Vorrei fare un’ultima domanda sul futuro delle concessioni autostradali.
Capisco l’enfasi e la preoccupazione dell’AISCAT in ordine all’applicazione di queste norme; è una preoccupazione più che comprensibile.
Ho iniziato il mio intervento constatando che sono norme molto rigide e dure, ma di cui secondo me c’era bisogno. Mi auguro che questo confronto sulla loro applicazione si apra in modo più efficace di come è stato fino ad oggi.
C’è tuttavia una questione che non mi torna nel ragionamento: quale futuro le concessionarie immaginano per sé in questo Paese per i prossimi 30-50 anni? Non c’è dubbio infatti che abbiano svolto un ruolo straordinario. In buona parte, come è noto, gli investimenti sono stati pubblici. Naturalmente i dati di traffico consentono margini di recupero assolutamente straordinari di utili e di redditività. Tuttavia, quello che mi colpisce è il tentativo (penso ad esempio a due casi di concessionarie vostre associate, società Autocisa e Serenissima) di richiedere una proroga lunghissima della concessione – si badi bene – non sui tratti oggetto di nuovi investimenti, ma sull’intera concessione, su tutta la rete.
Quindi stiamo parlando di una cosa ben più ampia e ben più estesa. La strada che voi immaginate non è invece quella di applicare rigidamente la regola del subentro, di introdurre gare anche nella scelta dei soggetti concessionari alla scadenza? Sono ambientalista, quindi è chiaro che contesto alcune opere perché ritengo che non farebbero altro che aumentare il traffico, tuttavia ipotizziamo che io abbia torto; se anche le concessionarie realizzassero una buona parte dei propri investimenti e vedessero crescere il proprio traffico, quante volte ancora pensano di raddoppiare la rete?

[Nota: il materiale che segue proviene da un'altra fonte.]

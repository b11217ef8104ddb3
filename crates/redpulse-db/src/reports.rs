//! Database operations for the `daily_reports` table.
//!
//! Reports are write-once per calendar day; `keyword_summary` and
//! `top_negative_posts` are stored as JSONB columns.

use chrono::NaiveDate;
use sqlx::PgPool;

use redpulse_core::DailyReport;

use crate::DbError;

#[derive(Debug, Clone, sqlx::FromRow)]
struct ReportRow {
    report_date: NaiveDate,
    total_posts: i64,
    positive_count: i64,
    neutral_count: i64,
    negative_count: i64,
    avg_sentiment: f64,
    keyword_summary: serde_json::Value,
    top_negative_posts: serde_json::Value,
}

impl ReportRow {
    fn into_report(self) -> Result<DailyReport, DbError> {
        Ok(DailyReport {
            report_date: self.report_date,
            total_posts: self.total_posts,
            positive_count: self.positive_count,
            neutral_count: self.neutral_count,
            negative_count: self.negative_count,
            avg_sentiment: self.avg_sentiment,
            keyword_summary: serde_json::from_value(self.keyword_summary)?,
            top_negative_posts: serde_json::from_value(self.top_negative_posts)?,
        })
    }
}

const REPORT_COLUMNS: &str = "report_date, total_posts, positive_count, neutral_count, \
     negative_count, avg_sentiment, keyword_summary, top_negative_posts";

/// Inserts a report; a report already existing for the date is left
/// untouched (write-once).
///
/// # Errors
///
/// Returns [`DbError::Sqlx`] if the insert fails, or [`DbError::Decode`] if
/// the JSON columns cannot be encoded.
pub async fn insert_report(pool: &PgPool, report: &DailyReport) -> Result<(), DbError> {
    sqlx::query(
        "INSERT INTO daily_reports (report_date, total_posts, positive_count, neutral_count, \
                                    negative_count, avg_sentiment, keyword_summary, top_negative_posts) \
         VALUES ($1, $2, $3, $4, $5, $6, $7, $8) \
         ON CONFLICT (report_date) DO NOTHING",
    )
    .bind(report.report_date)
    .bind(report.total_posts)
    .bind(report.positive_count)
    .bind(report.neutral_count)
    .bind(report.negative_count)
    .bind(report.avg_sentiment)
    .bind(serde_json::to_value(&report.keyword_summary)?)
    .bind(serde_json::to_value(&report.top_negative_posts)?)
    .execute(pool)
    .await?;
    Ok(())
}

/// Fetches the report for `date`, if one was generated.
///
/// # Errors
///
/// Returns [`DbError::Sqlx`] if the query fails, or [`DbError::Decode`] if
/// the stored JSON does not match the domain types.
pub async fn report_for_date(
    pool: &PgPool,
    date: NaiveDate,
) -> Result<Option<DailyReport>, DbError> {
    let row = sqlx::query_as::<_, ReportRow>(&format!(
        "SELECT {REPORT_COLUMNS} FROM daily_reports WHERE report_date = $1"
    ))
    .bind(date)
    .fetch_optional(pool)
    .await?;
    row.map(ReportRow::into_report).transpose()
}

/// The most recent report by date.
///
/// # Errors
///
/// Returns [`DbError::Sqlx`] if the query fails, or [`DbError::Decode`] if
/// the stored JSON does not match the domain types.
pub async fn latest_report(pool: &PgPool) -> Result<Option<DailyReport>, DbError> {
    let row = sqlx::query_as::<_, ReportRow>(&format!(
        "SELECT {REPORT_COLUMNS} FROM daily_reports ORDER BY report_date DESC LIMIT 1"
    ))
    .fetch_optional(pool)
    .await?;
    row.map(ReportRow::into_report).transpose()
}

#[cfg(test)]
mod tests {
    use super::*;

    #[test]
    fn report_row_round_trips_json_columns() {
        let report = DailyReport {
            report_date: NaiveDate::from_ymd_opt(2026, 8, 27).expect("valid date"),
            total_posts: 3,
            positive_count: 1,
            neutral_count: 1,
            negative_count: 1,
            avg_sentiment: 0.5,
            keyword_summary: vec![],
            top_negative_posts: vec![],
        };
        let row = ReportRow {
            report_date: report.report_date,
            total_posts: report.total_posts,
            positive_count: report.positive_count,
            neutral_count: report.neutral_count,
            negative_count: report.negative_count,
            avg_sentiment: report.avg_sentiment,
            keyword_summary: serde_json::to_value(&report.keyword_summary).expect("encode"),
            top_negative_posts: serde_json::to_value(&report.top_negative_posts).expect("encode"),
        };
        let decoded = row.into_report().expect("decode");
        assert_eq!(decoded.report_date, report.report_date);
        assert_eq!(decoded.total_posts, 3);
        assert!(decoded.keyword_summary.is_empty());
    }
}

Forse non c’è anche un problema di prodotto maturo, di diversificazione del servizio da offrire al cittadino? C’è, a mio avviso, anche un’esperienza interessante della società Autobrennero che punta sul trasporto merci ferroviario; cioè un’idea di servizio all’utente molto più innovativo, a prenotazione, che eviti le code, più efficiente, che le tariffe dovrebbero in qualche modo favorire in termini di incentivo-disincentivo. Non pensate sia un futuro più interessante per le concessionarie autostradali, invece di continuare – perdonatemi se viene fuori l’ambientalista – a sopravvivere a se stessi semplicemente ampliando la rete? Ripeto, questa potrebbe essere una strategia dell’immediato, ma non credo sia una strategia di lungo periodo, visto che il traffico è crescente e purtroppo ha effetti negativi di congestione sui nodi, sulle città, sulla CO2; c’è tutta un’esortazione a invertire in termini di riequilibrio modale: senza nulla togliere al ruolo che svolgono le concessionarie e il traffico su strada, però in qualche modo la direzione è quella di invertire e riequilibrare questa tendenza.
Il quesito che pongo è quindi il seguente: l’AISCAT si interroga circa le strategie del futuro, o ritiene che queste ultime si sostanzino tutte nel meccanismo di proroga delle concessioni, di realizzazione di nuove autostrade o di aumenti tariffari? So bene di avere posto una domanda un po’ provocatoria, però credo che una associazione di società come la vostra che guarda avanti debba anche porsi un orizzonte che vada oltre un decennio,
soprattutto quando, come in questo caso, si ha una rete così capillare e diffusa, che rappresenta sicuramente un asset straordinario per il nostro Paese.